Share your dilemmas and get honest opinions from other Mumsnetters.

Moving on

6 replies

scruncjie · 21/07/2024 02:22

Posting for traffic

Separated for 10 months. On and off talking, very clear we both love each other and miss each other

Decided to give it a go again.

During the split, DP has joined a dating site. He says for a social life (I believe this as he has no friends or family and he was on the site for this reason when we met) the site has live streams and he was talking to people on there. Again, all above board as he did this when we met. It's how I met him really.

He has spoken to a few women on the site and added them to Facebook, where presumably he's continued chatting.

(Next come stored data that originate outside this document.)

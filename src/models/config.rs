//! Application configuration structures.

use std::fs;
use std::path::Path;

use serde::{Deserialize, Serialize};
use url::Url;

use crate::error::{AppError, Result};

/// Root application configuration.
#[derive(Debug, Clone, Serialize, Deserialize, Default)]
pub struct Config {
    /// HTTP client settings
    #[serde(default)]
    pub http: HttpConfig,

    /// Ranking page location and extraction rules
    #[serde(default)]
    pub source: SourceConfig,

    /// Polling and delivery behavior
    #[serde(default)]
    pub monitor: MonitorConfig,

    /// Outbound message templates
    #[serde(default)]
    pub messages: MessagesConfig,

    /// Logging settings
    #[serde(default)]
    pub logging: LoggingConfig,
}

impl Config {
    /// Load configuration from a TOML file.
    pub fn load(path: impl AsRef<Path>) -> Result<Self> {
        let content = fs::read_to_string(path)?;
        Ok(toml::from_str(&content)?)
    }

    /// Load configuration or return default if loading fails.
    pub fn load_or_default(path: impl AsRef<Path>) -> Self {
        Self::load(&path).unwrap_or_else(|e| {
            log::warn!(
                "Config load failed from {:?}: {}. Using defaults.",
                path.as_ref(),
                e
            );
            Self::default()
        })
    }

    /// Validate configuration values for basic sanity.
    pub fn validate(&self) -> Result<()> {
        if self.http.user_agent.trim().is_empty() {
            return Err(AppError::validation("http.user_agent is empty"));
        }
        if self.http.timeout_secs == 0 {
            return Err(AppError::validation("http.timeout_secs must be > 0"));
        }

        let url = Url::parse(&self.source.url)?;
        if !matches!(url.scheme(), "http" | "https") {
            return Err(AppError::validation(format!(
                "source.url must be http(s), got {}",
                url.scheme()
            )));
        }
        if self.source.default_seats == 0 || self.source.default_seats >= MAX_SEATS {
            return Err(AppError::validation(format!(
                "source.default_seats must be within 1..{}",
                MAX_SEATS
            )));
        }
        if self.source.eligibility_glyph.is_empty() {
            return Err(AppError::validation("source.eligibility_glyph is empty"));
        }
        self.source.markers.validate()?;

        if self.monitor.interval_secs == 0 {
            return Err(AppError::validation("monitor.interval_secs must be > 0"));
        }
        if self.monitor.max_concurrent_deliveries == 0 {
            return Err(AppError::validation(
                "monitor.max_concurrent_deliveries must be > 0",
            ));
        }
        Ok(())
    }
}

/// Upper bound (exclusive) for a plausible seat count.
pub const MAX_SEATS: u32 = 1000;

/// HTTP client settings.
#[derive(Debug, Clone, Serialize, Deserialize)]
pub struct HttpConfig {
    /// User-Agent header for HTTP requests
    #[serde(default = "defaults::user_agent")]
    pub user_agent: String,

    /// Request timeout in seconds
    #[serde(default = "defaults::timeout")]
    pub timeout_secs: u64,
}

impl Default for HttpConfig {
    fn default() -> Self {
        Self {
            user_agent: defaults::user_agent(),
            timeout_secs: defaults::timeout(),
        }
    }
}

/// Ranking page location and extraction rules.
#[derive(Debug, Clone, Serialize, Deserialize)]
pub struct SourceConfig {
    /// URL of the published ranking list
    #[serde(default = "defaults::source_url")]
    pub url: String,

    /// Seat count used when the page does not state a plausible one
    #[serde(default = "defaults::default_seats")]
    pub default_seats: u32,

    /// Glyph marking a row as holding top passing priority
    #[serde(default = "defaults::eligibility_glyph")]
    pub eligibility_glyph: String,

    /// Text markers preceding the metadata values
    #[serde(default)]
    pub markers: MarkerConfig,

    /// CSS selectors locating the ranking table
    #[serde(default)]
    pub table: TableConfig,
}

impl Default for SourceConfig {
    fn default() -> Self {
        Self {
            url: defaults::source_url(),
            default_seats: defaults::default_seats(),
            eligibility_glyph: defaults::eligibility_glyph(),
            markers: MarkerConfig::default(),
            table: TableConfig::default(),
        }
    }
}

/// Text markers that precede each metadata value in the page cells.
#[derive(Debug, Clone, Serialize, Deserialize)]
pub struct MarkerConfig {
    /// Precedes the seat count ("Всего мест: 107.")
    #[serde(default = "defaults::seats_marker")]
    pub seats: String,

    /// Precedes the publication date
    #[serde(default = "defaults::date_marker")]
    pub date: String,

    /// Terminates the publication date
    #[serde(default = "defaults::date_end_marker")]
    pub date_end: String,

    /// Precedes the publication time
    #[serde(default = "defaults::time_marker")]
    pub time: String,

    /// Precedes the competition group label
    #[serde(default = "defaults::program_marker")]
    pub program: String,
}

impl MarkerConfig {
    fn validate(&self) -> Result<()> {
        let markers = [
            ("seats", &self.seats),
            ("date", &self.date),
            ("date_end", &self.date_end),
            ("time", &self.time),
            ("program", &self.program),
        ];
        for (name, value) in markers {
            if value.trim().is_empty() {
                return Err(AppError::validation(format!(
                    "source.markers.{name} is empty"
                )));
            }
        }
        Ok(())
    }
}

impl Default for MarkerConfig {
    fn default() -> Self {
        Self {
            seats: defaults::seats_marker(),
            date: defaults::date_marker(),
            date_end: defaults::date_end_marker(),
            time: defaults::time_marker(),
            program: defaults::program_marker(),
        }
    }
}

/// CSS selectors locating the ranking table.
#[derive(Debug, Clone, Serialize, Deserialize)]
pub struct TableConfig {
    /// Header cells, relative to a `table`
    #[serde(default = "defaults::header_cell_selector")]
    pub header_cell_selector: String,

    /// Data rows, relative to a `table`
    #[serde(default = "defaults::data_row_selector")]
    pub data_row_selector: String,

    /// Cells, relative to a data row
    #[serde(default = "defaults::cell_selector")]
    pub cell_selector: String,
}

impl Default for TableConfig {
    fn default() -> Self {
        Self {
            header_cell_selector: defaults::header_cell_selector(),
            data_row_selector: defaults::data_row_selector(),
            cell_selector: defaults::cell_selector(),
        }
    }
}

/// Polling and delivery behavior.
#[derive(Debug, Clone, Serialize, Deserialize)]
pub struct MonitorConfig {
    /// Seconds between poll cycles
    #[serde(default = "defaults::interval")]
    pub interval_secs: u64,

    /// Upper bound on simultaneous deliveries per change
    #[serde(default = "defaults::max_concurrent_deliveries")]
    pub max_concurrent_deliveries: usize,
}

impl Default for MonitorConfig {
    fn default() -> Self {
        Self {
            interval_secs: defaults::interval(),
            max_concurrent_deliveries: defaults::max_concurrent_deliveries(),
        }
    }
}

/// Outbound message templates.
///
/// Report templates accept the placeholders of
/// [`PositionReport::format`](crate::models::PositionReport::format);
/// error templates accept `{code}` and `{error}`.
#[derive(Debug, Clone, Serialize, Deserialize)]
pub struct MessagesConfig {
    #[serde(default = "defaults::msg_position")]
    pub position: String,
    /// Wraps a rendered report as `{report}`
    #[serde(default = "defaults::msg_update")]
    pub update: String,
    #[serde(default = "defaults::msg_lookup_error")]
    pub lookup_error: String,
    #[serde(default = "defaults::msg_update_error")]
    pub update_error: String,
    #[serde(default = "defaults::msg_subscribed")]
    pub subscribed: String,
    #[serde(default = "defaults::msg_already_subscribed")]
    pub already_subscribed: String,
    #[serde(default = "defaults::msg_unsubscribed")]
    pub unsubscribed: String,
    #[serde(default = "defaults::msg_not_subscribed")]
    pub not_subscribed: String,
}

impl Default for MessagesConfig {
    fn default() -> Self {
        Self {
            position: defaults::msg_position(),
            update: defaults::msg_update(),
            lookup_error: defaults::msg_lookup_error(),
            update_error: defaults::msg_update_error(),
            subscribed: defaults::msg_subscribed(),
            already_subscribed: defaults::msg_already_subscribed(),
            unsubscribed: defaults::msg_unsubscribed(),
            not_subscribed: defaults::msg_not_subscribed(),
        }
    }
}

/// Logging settings.
#[derive(Debug, Clone, Serialize, Deserialize)]
pub struct LoggingConfig {
    /// Default filter when RUST_LOG is unset
    #[serde(default = "defaults::log_level")]
    pub level: String,
}

impl Default for LoggingConfig {
    fn default() -> Self {
        Self {
            level: defaults::log_level(),
        }
    }
}

mod defaults {
    // HTTP defaults
    pub fn user_agent() -> String {
        "Mozilla/5.0 (compatible; rankwatch/0.1)".into()
    }
    pub fn timeout() -> u64 {
        30
    }

    // Source defaults
    pub fn source_url() -> String {
        "https://mgsu.ru/2025/ks/bs/list.php?p=000000012_09.03.02_Informatsionnye_sistemy_i_tekhnologii_Ochnaya_Byudzhet_Obshchiy%20konkurs.html".into()
    }
    pub fn default_seats() -> u32 {
        107
    }
    pub fn eligibility_glyph() -> String {
        "✓".into()
    }
    pub fn seats_marker() -> String {
        "Всего мест:".into()
    }
    pub fn date_marker() -> String {
        "Дата формирования - ".into()
    }
    pub fn date_end_marker() -> String {
        ". Время формирования".into()
    }
    pub fn time_marker() -> String {
        "Время формирования - ".into()
    }
    pub fn program_marker() -> String {
        "Конкурсная группа - ".into()
    }
    pub fn header_cell_selector() -> String {
        "tr.header-row th".into()
    }
    pub fn data_row_selector() -> String {
        "tr.data-row".into()
    }
    pub fn cell_selector() -> String {
        "td".into()
    }

    // Monitor defaults
    pub fn interval() -> u64 {
        300
    }
    pub fn max_concurrent_deliveries() -> usize {
        8
    }

    // Message defaults
    pub fn msg_position() -> String {
        concat!(
            "Информация о студенте с кодом {code}:\n",
            "🎯 Позиция: {position} {within}\n",
            "📚 Количество бюджетных мест: {seats}\n",
            "📊 Минимальный проходной балл: {cutoff}\n",
            "📅 Дата создания: {date}\n",
            "⏰ Время создания: {time}\n",
            "🎓 Направление: {program}"
        )
        .into()
    }
    pub fn msg_update() -> String {
        "🔔 Список обновлён!\n\n{report}".into()
    }
    pub fn msg_lookup_error() -> String {
        "Ошибка при получении информации: {error}".into()
    }
    pub fn msg_update_error() -> String {
        "❌ Не удалось получить обновлённую информацию для кода {code}: {error}".into()
    }
    pub fn msg_subscribed() -> String {
        "✅ Подписка на код {code} оформлена.\n\nСписок проверяется каждые {interval_min} мин.".into()
    }
    pub fn msg_already_subscribed() -> String {
        "ℹ️ Вы уже подписаны на код {code}.\n\nСписок проверяется каждые {interval_min} мин.".into()
    }
    pub fn msg_unsubscribed() -> String {
        "❌ Подписка на обновления списка отменена.".into()
    }
    pub fn msg_not_subscribed() -> String {
        "ℹ️ У вас нет активной подписки на обновления списка.".into()
    }

    // Logging defaults
    pub fn log_level() -> String {
        "info".into()
    }
}
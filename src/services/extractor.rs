//! Ranking list extraction.
//!
//! Turns the raw page markup into list metadata and student records. The
//! marker heuristics live behind [`ListExtractor`] so ranking code never
//! touches the document tree.

use scraper::{ElementRef, Html, Selector};

use crate::error::{AppError, Result};
use crate::models::{
    ListMetadata, ListSnapshot, MAX_SEATS, MIN_COLUMNS, MarkerConfig, SourceConfig, StudentRecord,
};
use crate::utils::{after_marker, element_text};

/// Extracts a ranking list from page markup.
pub trait ListExtractor: Send + Sync {
    /// Extract only the scalar metadata (seats, publication date/time, program).
    fn extract_metadata(&self, html: &str) -> Result<ListMetadata>;

    /// Extract the metadata and every qualifying table row.
    fn extract(&self, html: &str) -> Result<ListSnapshot>;
}

/// Extractor driven by text markers and configured CSS selectors.
pub struct MarkerExtractor {
    markers: MarkerConfig,
    eligibility_glyph: String,
    default_seats: u32,
    cell_any: Selector,
    table: Selector,
    header_cell: Selector,
    data_row: Selector,
    row_cell: Selector,
}

impl MarkerExtractor {
    /// Create an extractor from the source configuration.
    pub fn new(source: &SourceConfig) -> Result<Self> {
        Ok(Self {
            markers: source.markers.clone(),
            eligibility_glyph: source.eligibility_glyph.clone(),
            default_seats: source.default_seats,
            cell_any: Self::parse_selector("td")?,
            table: Self::parse_selector("table")?,
            header_cell: Self::parse_selector(&source.table.header_cell_selector)?,
            data_row: Self::parse_selector(&source.table.data_row_selector)?,
            row_cell: Self::parse_selector(&source.table.cell_selector)?,
        })
    }

    fn metadata_from(&self, document: &Html) -> ListMetadata {
        let cells: Vec<String> = document
            .select(&self.cell_any)
            .map(|cell| element_text(&cell))
            .collect();

        let seats = self.extract_seats(&cells);
        let (date, time) = self.extract_publication(&cells);
        let program = self.extract_program(&cells);

        ListMetadata {
            seats,
            date,
            time,
            program,
        }
    }

    /// Seat count from the last cell carrying the seats marker.
    fn extract_seats(&self, cells: &[String]) -> u32 {
        let parsed = last_containing(cells, &self.markers.seats)
            .and_then(|text| parse_seats(text, &self.markers.seats));

        match parsed {
            Some(seats) => seats,
            None => {
                log::debug!(
                    "Seat count not found or implausible, using default {}",
                    self.default_seats
                );
                self.default_seats
            }
        }
    }

    /// Publication date and time; empty strings when the cell is missing.
    fn extract_publication(&self, cells: &[String]) -> (String, String) {
        let date_marker = self.markers.date.trim();
        let time_marker = self.markers.time.trim();

        let Some(text) = cells
            .iter()
            .rev()
            .find(|text| text.contains(date_marker) && text.contains(time_marker))
        else {
            return (String::new(), String::new());
        };

        let date = after_marker(text, date_marker)
            .and_then(|rest| {
                rest.find(self.markers.date_end.trim())
                    .map(|end| rest[..end].trim().to_string())
            })
            .unwrap_or_default();

        let time = after_marker(text, time_marker)
            .map(|rest| match rest.find('.') {
                Some(end) => rest[..end].trim().to_string(),
                None => rest.trim().to_string(),
            })
            .unwrap_or_default();

        (date, time)
    }

    /// Competition group label with underscores turned into spaces.
    fn extract_program(&self, cells: &[String]) -> String {
        let marker = self.markers.program.trim();
        last_containing(cells, marker)
            .and_then(|text| after_marker(text, marker))
            .map(|rest| rest.trim().replace('_', " "))
            .unwrap_or_default()
    }

    fn records_from(&self, document: &Html) -> Result<Vec<StudentRecord>> {
        let mut records = Vec::new();

        for table in document.select(&self.table) {
            let header_count = table
                .select(&self.header_cell)
                .filter(|cell| belongs_to(cell, &table))
                .count();
            if header_count < MIN_COLUMNS {
                continue;
            }

            for row in table
                .select(&self.data_row)
                .filter(|row| belongs_to(row, &table))
            {
                let cells: Vec<String> = row
                    .select(&self.row_cell)
                    .map(|cell| element_text(&cell))
                    .collect();
                if let Some(record) = StudentRecord::from_cells(&cells, &self.eligibility_glyph) {
                    records.push(record);
                }
            }
        }

        if records.is_empty() {
            return Err(AppError::NoDataFound);
        }
        Ok(records)
    }

    fn parse_selector(s: &str) -> Result<Selector> {
        Selector::parse(s).map_err(|e| AppError::selector(s, format!("{e:?}")))
    }
}

impl ListExtractor for MarkerExtractor {
    fn extract_metadata(&self, html: &str) -> Result<ListMetadata> {
        let document = Html::parse_document(html);
        Ok(self.metadata_from(&document))
    }

    fn extract(&self, html: &str) -> Result<ListSnapshot> {
        let document = Html::parse_document(html);
        let metadata = self.metadata_from(&document);
        let records = self.records_from(&document)?;
        log::debug!(
            "Extracted {} rows, {} seats, published {} {}",
            records.len(),
            metadata.seats,
            metadata.date,
            metadata.time
        );
        Ok(ListSnapshot { metadata, records })
    }
}

fn last_containing<'a>(cells: &'a [String], marker: &str) -> Option<&'a str> {
    cells
        .iter()
        .rev()
        .find(|text| text.contains(marker))
        .map(String::as_str)
}

/// Parse "Всего мест: 107." style text; `None` unless within (0, MAX_SEATS).
fn parse_seats(text: &str, marker: &str) -> Option<u32> {
    let rest = after_marker(text, marker)?;
    let number = rest.split('.').next().unwrap_or_default().trim();
    let seats: u32 = number.parse().ok()?;
    (seats > 0 && seats < MAX_SEATS).then_some(seats)
}

/// Whether `table` is the nearest enclosing table of `element`.
fn belongs_to(element: &ElementRef<'_>, table: &ElementRef<'_>) -> bool {
    element
        .ancestors()
        .find(|node| {
            node.value()
                .as_element()
                .is_some_and(|el| el.name() == "table")
        })
        .is_some_and(|node| node.id() == table.id())
}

He hasn't told any of the women about me, apart from 1 (who has a partner so is just a friend). This is a red flag to me - if he's not trying to date, why isn't he mentioning me? He mentioned me to his friend on the site saying he missed me etc... why not the other women then! I asked him and he said "why would I talk to a girl about my ex" which implies he was trying to date them. Although he didn't know them very well so could just be being private.

The whole time he's done this, he's been telling me he loves me and wants me back. He says he was flirting with some women but there was no meeting, he was just distracting himself and filling a void. He said they peaked his interest with the way they look (he thought they were attractive) so he got talking but he lost interest in them very quickly because they're not me, and they're now all blocked. He says he wasn't talking to them "like that" eg - dating chatter.

I can't get over this, feels like he's moving on. He thinks I'm unreasonable as nothing happened. He didn't want to be with any of them, they were just someone to talk to. He says he was depressed (true) and thinking of me the whole time, which is why he didn't want to date them.

He's deleted the dating site and all the women from Facebook, and proved this. He seems very focussed on fixing us as he thought I'd never come back.

I know he'd slept with a few women last year, I'd also slept with other people - and I can handle that. But the dating site makes me feel like he was moving on and trying to find a relationship. He denies this, says he didn't like anyone, it was a case of "she's pretty I'll talk to her, someone to talk to".

I have no idea how far it went - he says he didn't sleep with anyone. But I'm over thinking - did he video chat, send naughty stuff, go on a date etc?

AIBU - he was single and nothing happened so forget it and move on
YNBU - he's a prick

OP posts:
serialcatbuyer · 21/07/2024 03:15

You should try to get over it. You've both done worse, and your relationship was strong enough to overcome that. Think of the future and be happy

Aquamarine1029 · 21/07/2024 03:44

I have no idea how far it went - he says he didn't sleep with anyone. But I'm over thinking - did he video chat, send naughty stuff, go on a date etc?

Why would any of that matter considering you don't care that he slept with other women last year?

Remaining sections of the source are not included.